Burkina Faso's President Roch Marc Christian Kaboré has called for France to extradite the brother of his ousted predecessor, despite the fact that the death penalty still exists in his country.
François Compaoré, 63, was detained late last month at Paris's Charles De Gaulle airport under an arrest warrant filed by Burkina Faso relating to the killing of journalist Norbert Zongo and three companions.
"I already consider it a major victory that the arrest warrant has been executed on French territory," President Roch Marc Christian Kaboré said in an interview with RFI and other French media outlets in Ouagadougou.
But a French court may refuse the extradition request because Burkina Faso has the death penalty.
"Even if it's legal, the death penalty is not applied in Burkina Faso," Kaboré commented, adding that it has been more than 20 years since anyone has been implemented.
French President Emmanuel Macron is to visit Burkina Faso on 27 November, the first viist by a French head of state in over 20 years.

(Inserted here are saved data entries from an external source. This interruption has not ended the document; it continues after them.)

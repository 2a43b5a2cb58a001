//! Helpers for shelling out to `qemu-img`.

use camino::Utf8Path;
use color_eyre::eyre::eyre;
use color_eyre::{eyre::Context, Result};
use serde::Deserialize;
use std::process::Command;

/// Information returned by `qemu-img info --output=json`.
#[derive(Debug, Deserialize)]
#[serde(rename_all = "kebab-case")]
pub struct QemuImgInfo {
    /// Virtual size of the disk image in bytes.
    pub virtual_size: u64,
    /// Path to the disk image file.
    pub filename: String,
    /// Image format (e.g., "qcow2", "raw").
    pub format: String,
    /// Actual size on disk in bytes, if available.
    pub actual_size: Option<u64>,
    /// Backing file name, if this is a snapshot.
    pub backing_filename: Option<String>,
    /// Full resolved path to the backing file, if any.
    pub full_backing_filename: Option<String>,
}

/// Run `qemu-img info --force-share --output=json` on a disk image.
///
/// `--force-share` allows reading disk info even when the image is locked by
/// another process (e.g. a running appliance).
pub fn info(path: &Utf8Path) -> Result<QemuImgInfo> {
    let output = Command::new("qemu-img")
        .args(["info", "--force-share", "--output=json", path.as_str()])
        .output()
        .with_context(|| format!("Failed to run qemu-img info on {path}"))?;

    if !output.status.success() {
        let stderr = String::from_utf8_lossy(&output.stderr);
        return Err(eyre!("qemu-img info failed for {path}: {stderr}"));
    }

    serde_json::from_slice(&output.stdout)
        .with_context(|| format!("Failed to parse qemu-img info JSON for {path}"))
}

/// Create a qcow2 overlay at `path` backed by `backing_uri`.
///
/// Uses qcow2 v3 (`compat=1.1`). `backing_fmt` is propagated only when the
/// source disk's format was declared.
pub fn create_overlay(
    path: &Utf8Path,
    backing_uri: &str,
    backing_fmt: Option<&str>,
) -> Result<()> {
    let mut backing_opt = format!("backing_file={backing_uri},compat=1.1");
    if let Some(fmt) = backing_fmt {
        backing_opt.push_str(&format!(",backing_fmt={fmt}"));
    }

    let output = Command::new("qemu-img")
        .args(["create", "-f", "qcow2", "-o", &backing_opt, path.as_str()])
        .output()
        .with_context(|| format!("Failed to run qemu-img create for {path}"))?;

    if !output.status.success() {
        let stderr = String::from_utf8_lossy(&output.stderr);
        return Err(eyre!("qemu-img create failed for {path}: {stderr}"));
    }
    Ok(())
}

/// Create a blank target disk image.
///
/// `compat` is only meaningful for qcow2 and should be `Some("1.1")` there;
/// `preallocation` maps `Sparse -> "sparse"` and `Full -> "preallocated"`.
pub fn create_blank(
    path: &Utf8Path,
    format: &str,
    size: u64,
    preallocation: Option<crate::adapters::Preallocation>,
    compat: Option<&str>,
) -> Result<()> {
    let mut opts = Vec::new();
    if let Some(p) = preallocation {
        let value = match p {
            crate::adapters::Preallocation::Sparse => "sparse",
            crate::adapters::Preallocation::Full => "preallocated",
        };
        opts.push(format!("preallocation={value}"));
    }
    if let Some(compat) = compat {
        opts.push(format!("compat={compat}"));
    }

    let mut cmd = Command::new("qemu-img");
    cmd.args(["create", "-f", format]);
    if !opts.is_empty() {
        cmd.args(["-o", &opts.join(",")]);
    }
    cmd.args([path.as_str(), &size.to_string()]);

    let output = cmd
        .output()
        .with_context(|| format!("Failed to run qemu-img create for {path}"))?;

    if !output.status.success() {
        let stderr = String::from_utf8_lossy(&output.stderr);
        return Err(eyre!("qemu-img create failed for {path}: {stderr}"));
    }
    Ok(())
}

/// Arguments controlling a `qemu-img convert` invocation.
#[derive(Debug, Clone)]
pub struct ConvertOptions<'a> {
    /// Source image path (an overlay, or the source disk in in-place mode).
    pub source: &'a Utf8Path,
    /// Destination path.
    pub dest: &'a Utf8Path,
    /// Format to write (the resolved transfer format).
    pub dest_format: &'a str,
    /// Whether to request compression (`-c`); caller must have already
    /// verified the destination format supports it.
    pub compressed: bool,
}

/// Run `qemu-img convert -n -f qcow2 -O <fmt> [-c] -S 64k <src> <dest>`.
pub fn convert(opts: &ConvertOptions<'_>) -> Result<()> {
    let mut cmd = Command::new("qemu-img");
    cmd.args(["convert", "-n", "-f", "qcow2", "-O", opts.dest_format]);
    if opts.compressed {
        cmd.arg("-c");
    }
    cmd.args(["-S", "64k", opts.source.as_str(), opts.dest.as_str()]);

    let output = cmd
        .output()
        .with_context(|| format!("Failed to run qemu-img convert {} -> {}", opts.source, opts.dest))?;

    if !output.status.success() {
        let stderr = String::from_utf8_lossy(&output.stderr);
        return Err(eyre!(
            "qemu-img convert failed ({} -> {}): {stderr}",
            opts.source,
            opts.dest
        ));
    }
    Ok(())
}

Kaboré also said he hoped France would soon declassify its archives concerning the killing of revolutionary Burkina leader Thomas Sankara, who was assassinated 30 years ago last month.
"I think this would be a good thing, it would be a sign of good faith toward uncovering the truth," he said.
Sankara was killed in October 1987, along with 12 comrades, in a putsch that brought his Blaise Compaoré to power.
Compaoré was toppled by mass demonstrations in October 2014 after 27 years in power.
Several people, including soldiers from the presidential security unit, have been charged in connection with Sankara's assassination as part of an inquiry opened in March 2015.
"The case is evolving, there have been 17 indictments," Kabore said. "I think the case will be settled very rapidly."